* **EXERCISE**: Locate each line with the string "DaemonError" in the listing below and copy it.

* **GIVEN RECORDS**:
async fn run_merge(engine: Arc<Engine>, poll_first: bool) -> Result<Option<MergeSummary>, DaemonError> {
    let merging = engine.clone();
    let summary = tokio::task::spawn_blocking(move || {
        if poll_first {
            merging.poll_and_merge()
        } else {
            merging.merge()
        }
    })
    .await
    .map_err(|err| DaemonError::Protocol(format!("merge join error: {err}")))??;

    if let Some(summary) = &summary {
        if summary.uploaded > 0 || summary.downloaded > 0 {
            tracing::info!(
                iteration = summary.iteration,
                uploaded = summary.uploaded,
                downloaded = summary.downloaded,
                revision = summary.revision,
                duration_ms = summary.duration_ms,
                "merge iteration completed",
            );
        }
        *engine.last_merge.write().await = Some(summary.clone());
    }
    Ok(summary)
}

async fn socket_server_task(
    engine: Arc<Engine>,
    merge_tx: mpsc::Sender<MergeJob>,
    shutdown_tx: broadcast::Sender<()>,
    mut shutdown_rx: broadcast::Receiver<()>,
) -> Result<(), DaemonError> {
    let socket = socket_path(&engine.home);
    prepare_socket_for_bind(&socket)?;

    let listener = UnixListener::bind(&socket).map_err(|e| io_err(&socket, e))?;
    set_socket_permissions(&socket)?;

    loop {
        tokio::select! {
            _ = shutdown_rx.recv() => break,
            accepted = listener.accept() => {
                let (stream, _) = accepted.map_err(|e| io_err(&socket, e))?;
                let engine = engine.clone();
                let merge_tx = merge_tx.clone();
                let shutdown_tx = shutdown_tx.clone();
                tokio::spawn(async move {
                    if let Err(err) = handle_socket_client(stream, engine, merge_tx, shutdown_tx).await {
                        tracing::error!(error = %err, "socket client error");
                    }
                });
            }
        }
    }

    if socket.exists() {
        let _ = fs::remove_file(&socket);
    }
    Ok(())
}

* **RESPONSE AREA**:
async fn run_merge(engine: Arc<Engine>, poll_first: bool) -> Result<Option<MergeSummary>, DaemonError> {
    .map_err(|err| DaemonError::Protocol(format!("merge join error: {err}")))??;
) -> Result<(), DaemonError> {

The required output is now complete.